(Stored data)
//! Record normalization for persistence.
//!
//! Turns a raw in-memory working state into the canonical stored shape:
//! identity validation, metadata stamping, derived-metric recomputation,
//! goal alias fan-out, and null scrubbing. Identity failures block the
//! write; everything else degrades to advisory warnings returned to the
//! caller for logging.

use serde_json::{Map, Value, json};

use crate::error::CoreError;
use crate::metrics::{DerivedMetrics, WeightLossPercents};
use crate::models::assessment::{AssessmentKind, InitialDraft, SaveContext};
use crate::models::general_info::GeneralInfo;
use crate::sort_date::parse_date_value;

/// Marker written into every new record. Bumped when the persisted shape
/// changes; readers never require it.
pub const SCHEMA_VERSION: u32 = 3;

/// A document ready to hand to the store, plus advisory findings.
#[derive(Debug, Clone)]
pub struct PreparedDocument {
    pub doc: Value,
    pub warnings: Vec<String>,
}

/// Normalize an initial-assessment draft into its stored shape.
pub fn prepare_initial(
    draft: &InitialDraft,
    ctx: &SaveContext,
) -> Result<PreparedDocument, CoreError> {
    let mut info = draft.general_info.clone();
    validate_identity(&info)?;

    let metrics = DerivedMetrics::compute(
        info.weight,
        info.height,
        info.sex,
        info.historical_weights.as_ref(),
    );
    apply_metrics(&mut info, &metrics);
    let warnings = advisory_warnings(&info);

    let mut root = Map::new();
    root.insert("generalInfo".to_string(), serde_json::to_value(&info)?);
    if let Some(v) = &draft.calculator_data {
        root.insert("calculatorData".to_string(), v.clone());
    }
    if let Some(v) = &draft.calculator_results {
        root.insert("calculatorResults".to_string(), v.clone());
    }
    if let Some(needs) = &draft.nutritional_needs {
        root.insert("nutritionalNeeds".to_string(), serde_json::to_value(needs)?);
    }
    if let Some(s) = &draft.diagnosis {
        root.insert("diagnosis".to_string(), json!(s));
    }
    if let Some(s) = &draft.plan {
        root.insert("plan".to_string(), json!(s));
    }
    if let Some(s) = &draft.next_assessment_date {
        root.insert("nextAssessmentDate".to_string(), json!(s));
    }
    if let Some(s) = &draft.next_assessment_time {
        root.insert("nextAssessmentTime".to_string(), json!(s));
    }

    let mut doc = Value::Object(root);
    stamp_metadata(&mut doc, AssessmentKind::Initial, ctx)?;
    if let Some(needs) = &draft.nutritional_needs {
        fan_out_goal_aliases(&mut doc, needs.calorie_goal, needs.protein_goal);
    }
    scrub(&mut doc);

    Ok(PreparedDocument { doc, warnings })
}

/// Missing identity is the one hard validation failure: it is raised before
/// any write is attempted and never defaulted.
pub fn validate_identity(info: &GeneralInfo) -> Result<(), CoreError> {
    if info.patient_name.trim().is_empty() {
        return Err(CoreError::MissingField("generalInfo.patientName".to_string()));
    }
    if info.document_number.trim().is_empty() {
        return Err(CoreError::MissingField(
            "generalInfo.documentNumber".to_string(),
        ));
    }
    Ok(())
}

/// Derived fields are projections of the raw inputs; overwrite whatever the
/// form carried with freshly computed values.
pub(crate) fn apply_metrics(info: &mut GeneralInfo, metrics: &DerivedMetrics) {
    info.bmi = metrics.bmi;
    info.ideal_weight = metrics.ideal_weight;
    info.adjusted_weight = metrics.adjusted_weight;
    info.weight_loss = (metrics.weight_loss != WeightLossPercents::default())
        .then_some(metrics.weight_loss);
}

/// Stamp required ownership/versioning metadata onto the document root.
pub fn stamp_metadata(
    doc: &mut Value,
    kind: AssessmentKind,
    ctx: &SaveContext,
) -> Result<(), CoreError> {
    let Some(root) = doc.as_object_mut() else {
        return Err(CoreError::MissingField("document root".to_string()));
    };
    root.insert("assessmentType".to_string(), serde_json::to_value(kind)?);
    root.insert("schemaVersion".to_string(), json!(SCHEMA_VERSION));
    root.insert("ownerId".to_string(), json!(ctx.owner_id));
    if let Some(email) = &ctx.owner_email {
        root.insert("ownerEmail".to_string(), json!(email));
    }
    root.insert("savedAt".to_string(), json!(ctx.saved_at.to_string()));
    Ok(())
}

/// Fan a resolved calorie/protein goal out to every historically-used alias
/// location, so any reader using any prior resolution order still finds the
/// value. The redundancy is deliberate: old records are never migrated, new
/// records are written readable-by-everyone.
pub fn fan_out_goal_aliases(
    doc: &mut Value,
    calorie_goal: Option<f64>,
    protein_goal: Option<f64>,
) {
    if calorie_goal.is_none() && protein_goal.is_none() {
        return;
    }
    let Some(root) = doc.as_object_mut() else {
        return;
    };
    set_nested(root, "nutritionalNeeds", "calorieGoal", calorie_goal);
    set_nested(root, "nutritionalNeeds", "proteinGoal", protein_goal);
    set_nested(root, "calories", "goal", calorie_goal);
    set_nested(root, "protein", "goal", protein_goal);
    set_nested(root, "calculatorData", "calorieGoal", calorie_goal);
    set_nested(root, "calculatorData", "proteinGoal", protein_goal);
    set_nested(root, "generalInfo", "calorieGoal", calorie_goal);
    set_nested(root, "generalInfo", "proteinGoal", protein_goal);
}

fn set_nested(root: &mut Map<String, Value>, section: &str, key: &str, value: Option<f64>) {
    let Some(value) = value else {
        return;
    };
    let entry = root
        .entry(section.to_string())
        .or_insert_with(|| Value::Object(Map::new()));
    if !entry.is_object() {
        *entry = Value::Object(Map::new());
    }
    if let Some(map) = entry.as_object_mut() {
        map.insert(key.to_string(), json!(value));
    }
}

/// Recursively drop null-valued entries from objects and arrays. Form
/// widgets emit `null` for fields the user never touched; the store keeps
/// explicitly-cleared values through their typed representation instead.
/// Already-clean input passes through unchanged.
pub fn scrub(value: &mut Value) {
    match value {
        Value::Object(map) => {
            map.retain(|_, v| !v.is_null());
            for child in map.values_mut() {
                scrub(child);
            }
        }
        Value::Array(items) => {
            items.retain(|v| !v.is_null());
            for child in items.iter_mut() {
                scrub(child);
            }
        }
        _ => {}
    }
}

/// Non-identity structural checks. Findings never block a write; the caller
/// logs them.
pub(crate) fn advisory_warnings(info: &GeneralInfo) -> Vec<String> {
    let mut warnings = Vec::new();
    if let Some(w) = info.weight
        && w <= 0.0
    {
        warnings.push(format!("weight is non-positive: {w}"));
    }
    if let Some(h) = info.height
        && h <= 0.0
    {
        warnings.push(format!("height is non-positive: {h}"));
    }
    if let Some(age) = info.age
        && age > 130
    {
        warnings.push(format!("age is implausible: {age}"));
    }
    if let Some(date) = &info.assessment_date
        && !date.trim().is_empty()
        && parse_date_value(date).is_none()
    {
        warnings.push(format!("assessment date is not parseable: {date}"));
    }
    warnings
}
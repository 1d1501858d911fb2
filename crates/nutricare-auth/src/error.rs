use thiserror::Error;

#[derive(Debug, Error)]
pub enum AuthError {
    #[error("authentication failed: {0}")]
    AuthFailed(String),

    #[error("signup failed: {0}")]
    SignupFailed(String),

    #[error("token expired")]
    TokenExpired,

    #[error("invalid token: {0}")]
    InvalidToken(String),

    #[error("Cognito error: {0}")]
    Cognito(String),

    #[error("JWT error: {0}")]
    Jwt(#[from] jsonwebtoken::errors::Error),

    #[error("AWS config error: {0}")]
    Config(String),
}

EXERCISE:
Give back, word for word, only the lines above from the line holding "passes through unchanged." to the line holding "write; the caller", both included.

EXERCISE ANSWER:
/// Already-clean input passes through unchanged.
pub fn scrub(value: &mut Value) {
    match value {
        Value::Object(map) => {
            map.retain(|_, v| !v.is_null());
            for child in map.values_mut() {
                scrub(child);
            }
        }
        Value::Array(items) => {
            items.retain(|v| !v.is_null());
            for child in items.iter_mut() {
                scrub(child);
            }
        }
        _ => {}
    }
}

/// Non-identity structural checks. Findings never block a write; the caller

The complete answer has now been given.